■ **Goal of the exercise**
Transcribe exactly each line of the entries, from the opening line to the line with "Scan point where", with both of those lines included.

■ **Listed entries**
★ ★ ★ ★ ★ ★ ★

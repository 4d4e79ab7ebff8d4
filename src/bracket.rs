//! Brackets and bracket scanning.
//!
//! A bracket is an interval whose endpoint values differ in sign.  For a
//! continuous function the Intermediate Value Theorem guarantees it holds at
//! least one root, which makes it a valid starting point for Brent's method.

use crate::wrap::RealFnEval;

/// Bounds represents the closed interval [a,b].
#[derive(Clone, Debug, PartialEq)]
pub struct Bounds {
    a: f64,
    b: f64,
}

impl Bounds {
    pub fn new(a: f64, b: f64) -> Bounds {
        assert!(a <= b);
        assert!(a.is_finite() && b.is_finite());
        Bounds { a, b }
    }

    pub fn a(&self) -> f64 {
        self.a
    }

    pub fn b(&self) -> f64 {
        self.b
    }

    pub fn middle(&self) -> f64 {
        self.a + (self.b - self.a) / 2.0
    }

    pub fn size(&self) -> f64 {
        self.b - self.a
    }

    pub fn contains(&self, x: f64) -> bool {
        self.a <= x && x <= self.b
    }
}

/// Whether one value is strictly negative and the other strictly positive.
///
/// A zero or NaN is never on either side.  Equivalent to `lhs * rhs < 0.0`
/// except that it does not suffer from float underflow.
pub fn is_sign_change(lhs: f64, rhs: f64) -> bool {
    (lhs < 0.0 && rhs > 0.0) || (lhs > 0.0 && rhs < 0.0)
}

/// A root location found while scanning.
#[derive(Clone, Debug, PartialEq)]
pub enum Bracket {
    /// Window whose endpoint values have strictly opposite signs.  Can be
    /// handed to Brent's method as is.
    SignChange(Bounds),

    /// Scan point where the function evaluated to exactly zero.  No bracket
    /// is emitted for it, since Brent's method rejects an endpoint root.
    ExactRoot(f64),
}

/// Scans interval [a,b] and emits the first sign-change bracket or exact
/// root.  Without a continuity guarantee, a bracket might hold a singularity
/// instead of a root.
pub fn first_bracket<F>(f: &F, bounds: &Bounds, window_size: f64) -> Option<Bracket>
where
    F: RealFnEval,
{
    BracketGenerator::new(f, bounds.clone(), window_size).next()
}

/// Iterator over the sign-change brackets and exact roots of an interval.
///
/// The interval is walked in windows of `window_size`, the last window being
/// clipped to the interval end.  Each window whose endpoint values change sign
/// is yielded as `Bracket::SignChange`, each scan point with a zero value as
/// `Bracket::ExactRoot`, in order of position.  Roots closer together than the
/// window size can cancel out and go unreported.
pub struct BracketGenerator<'a, F>
where
    F: 'a + RealFnEval,
{
    f: &'a F,
    bounds: Bounds,
    window_size: f64,
    win_a: f64,
    f_a: Option<f64>,
}

impl<'a, F> BracketGenerator<'a, F>
where
    F: 'a + RealFnEval,
{
    pub fn new(f: &'a F, bounds: Bounds, window_size: f64) -> BracketGenerator<'a, F> {
        assert!(window_size > 0.0);
        assert!(window_size.is_finite());
        let win_a = bounds.a;
        BracketGenerator {
            f,
            bounds,
            window_size,
            win_a,
            f_a: None,
        }
    }
}

impl<'a, F> Iterator for BracketGenerator<'a, F>
where
    F: 'a + RealFnEval,
{
    type Item = Bracket;

    fn next(&mut self) -> Option<Bracket> {
        let mut f_a = match self.f_a {
            Some(v) => v,
            None => {
                let v = self.f.eval_f(self.win_a);
                self.f_a = Some(v);
                if v == 0.0 {
                    return Some(Bracket::ExactRoot(self.win_a));
                }
                v
            }
        };

        while self.win_a < self.bounds.b {
            let win_b = (self.win_a + self.window_size).min(self.bounds.b);
            let f_b = self.f.eval_f(win_b);

            let win = Bounds {
                a: self.win_a,
                b: win_b,
            };

            // resume from the window end next time
            self.win_a = win_b;
            self.f_a = Some(f_b);

            if f_b == 0.0 {
                return Some(Bracket::ExactRoot(win_b));
            }

            // found root or singularity
            if is_sign_change(f_a, f_b) {
                return Some(Bracket::SignChange(win));
            }
            f_a = f_b;
        }
        None
    }
}
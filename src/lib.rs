//! Scalar root finding.
//!
//! Two solvers are provided:
//!
//! * [`solver::brent`] needs only the function and an interval over which it
//!   changes sign.  It always converges on a valid bracket.
//! * [`solver::newton_raphson`] needs the function, its first derivative and a
//!   starting guess.  It converges quadratically near a simple root but has no
//!   safeguards against divergence.
//!
//! Functions have to be wrapped before use.  See the `wrap` module for how to
//! do this, including how to bind extra arguments that are forwarded to every
//! evaluation.  The `bracket` module scans an interval for sub-intervals that
//! are suitable starting brackets for Brent's method.
//!
//! # Examples
//! Using Brent's method:
//!
//! ```
//! use rootsolve::config::SolverConfig;
//! use rootsolve::solver::brent;
//! use rootsolve::wrap::RealFn;
//!
//! let in_f = |x: f64| x * x * x - x - 2.0;
//! let f = RealFn::new(&in_f);
//!
//! let root = brent(&f, 1.0, 2.0, &SolverConfig::default()).expect("root");
//! assert!((root.x - 1.52137970680457).abs() < 1e-6);
//! ```
//!
//! Using Newton-Raphson with an extra parameter:
//!
//! ```
//! use rootsolve::config::SolverConfig;
//! use rootsolve::solver::newton_raphson;
//! use rootsolve::wrap::RealFnAndFirstArgs;
//!
//! // x^2 - k and its derivative, k supplied separately
//! let in_f = |x: f64, k: &f64| x * x - k;
//! let in_df = |x: f64, _k: &f64| 2.0 * x;
//! let f = RealFnAndFirstArgs::new(&in_f, &in_df, 2.0);
//!
//! let cfg = SolverConfig::default().with_tol(1e-9);
//! let root = newton_raphson(&f, 1.0, &cfg).expect("root");
//! assert!((root.x - std::f64::consts::SQRT_2).abs() < 1e-9);
//! ```

pub mod bracket;
pub mod config;
pub mod convergence;
pub mod solver;
pub mod wrap;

★ ★ ★ ★ ★ ★ ★

■ **Completed task**
repository 4d4e79ab7ebff8d4
filename src/bracket.rs
//! Brackets and bracket scanning.
//!
//! A bracket is an interval whose endpoint values differ in sign.  For a
//! continuous function the Intermediate Value Theorem guarantees it holds at
//! least one root, which makes it a valid starting point for Brent's method.

use crate::wrap::RealFnEval;

/// Bounds represents the closed interval [a,b].
#[derive(Clone, Debug, PartialEq)]
pub struct Bounds {
    a: f64,
    b: f64,
}

impl Bounds {
    pub fn new(a: f64, b: f64) -> Bounds {
        assert!(a <= b);
        assert!(a.is_finite() && b.is_finite());
        Bounds { a, b }
    }

    pub fn a(&self) -> f64 {
        self.a
    }

    pub fn b(&self) -> f64 {
        self.b
    }

    pub fn middle(&self) -> f64 {
        self.a + (self.b - self.a) / 2.0
    }

    pub fn size(&self) -> f64 {
        self.b - self.a
    }

    pub fn contains(&self, x: f64) -> bool {
        self.a <= x && x <= self.b
    }
}

/// Whether one value is strictly negative and the other strictly positive.
///
/// A zero or NaN is never on either side.  Equivalent to `lhs * rhs < 0.0`
/// except that it does not suffer from float underflow.
pub fn is_sign_change(lhs: f64, rhs: f64) -> bool {
    (lhs < 0.0 && rhs > 0.0) || (lhs > 0.0 && rhs < 0.0)
}

/// A root location found while scanning.
#[derive(Clone, Debug, PartialEq)]
pub enum Bracket {
    /// Window whose endpoint values have strictly opposite signs.  Can be
    /// handed to Brent's method as is.
    SignChange(Bounds),

    /// Scan point where the function evaluated to exactly zero.  No bracket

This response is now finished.